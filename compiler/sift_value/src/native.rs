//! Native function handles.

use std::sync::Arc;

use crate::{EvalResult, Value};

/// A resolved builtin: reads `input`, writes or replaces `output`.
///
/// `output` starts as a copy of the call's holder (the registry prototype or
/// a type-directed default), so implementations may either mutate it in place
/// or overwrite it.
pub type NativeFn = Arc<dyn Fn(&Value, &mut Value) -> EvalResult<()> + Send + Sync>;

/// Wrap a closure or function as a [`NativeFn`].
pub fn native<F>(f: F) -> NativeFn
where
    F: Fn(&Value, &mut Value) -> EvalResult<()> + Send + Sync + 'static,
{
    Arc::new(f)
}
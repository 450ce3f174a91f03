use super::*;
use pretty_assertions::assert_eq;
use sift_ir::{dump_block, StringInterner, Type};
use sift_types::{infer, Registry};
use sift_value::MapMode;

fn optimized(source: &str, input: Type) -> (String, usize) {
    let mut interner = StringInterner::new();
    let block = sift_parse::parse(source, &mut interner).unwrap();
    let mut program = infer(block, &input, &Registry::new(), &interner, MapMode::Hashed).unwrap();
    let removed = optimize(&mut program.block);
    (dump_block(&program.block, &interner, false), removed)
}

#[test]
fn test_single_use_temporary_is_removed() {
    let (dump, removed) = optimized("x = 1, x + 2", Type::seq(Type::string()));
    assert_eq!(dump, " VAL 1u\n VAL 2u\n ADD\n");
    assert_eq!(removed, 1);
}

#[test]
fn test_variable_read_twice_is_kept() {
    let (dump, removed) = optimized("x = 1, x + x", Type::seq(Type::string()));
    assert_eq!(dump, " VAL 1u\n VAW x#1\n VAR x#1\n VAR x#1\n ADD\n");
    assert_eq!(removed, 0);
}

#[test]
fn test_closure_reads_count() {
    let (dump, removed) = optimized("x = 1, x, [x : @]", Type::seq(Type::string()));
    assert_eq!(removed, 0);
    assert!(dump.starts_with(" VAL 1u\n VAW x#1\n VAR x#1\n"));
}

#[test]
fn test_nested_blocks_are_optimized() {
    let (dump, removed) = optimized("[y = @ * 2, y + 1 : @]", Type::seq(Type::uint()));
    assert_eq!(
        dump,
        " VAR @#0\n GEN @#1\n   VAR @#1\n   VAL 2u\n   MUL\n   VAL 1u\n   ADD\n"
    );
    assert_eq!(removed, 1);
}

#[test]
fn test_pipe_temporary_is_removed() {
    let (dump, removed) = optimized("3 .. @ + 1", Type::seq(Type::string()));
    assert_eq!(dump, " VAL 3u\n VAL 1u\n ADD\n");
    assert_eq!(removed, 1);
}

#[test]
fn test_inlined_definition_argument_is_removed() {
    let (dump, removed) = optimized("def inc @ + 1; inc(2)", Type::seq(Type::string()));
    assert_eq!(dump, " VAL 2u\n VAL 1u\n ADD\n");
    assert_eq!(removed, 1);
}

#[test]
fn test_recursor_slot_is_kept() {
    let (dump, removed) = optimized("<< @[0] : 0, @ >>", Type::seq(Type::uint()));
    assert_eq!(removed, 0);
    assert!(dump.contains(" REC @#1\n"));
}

Work required »
Copy out every line of the entries where the string "StringInterner" shows up.

Task response »
use sift_ir::{dump_block, StringInterner, Type};
    let mut interner = StringInterner::new();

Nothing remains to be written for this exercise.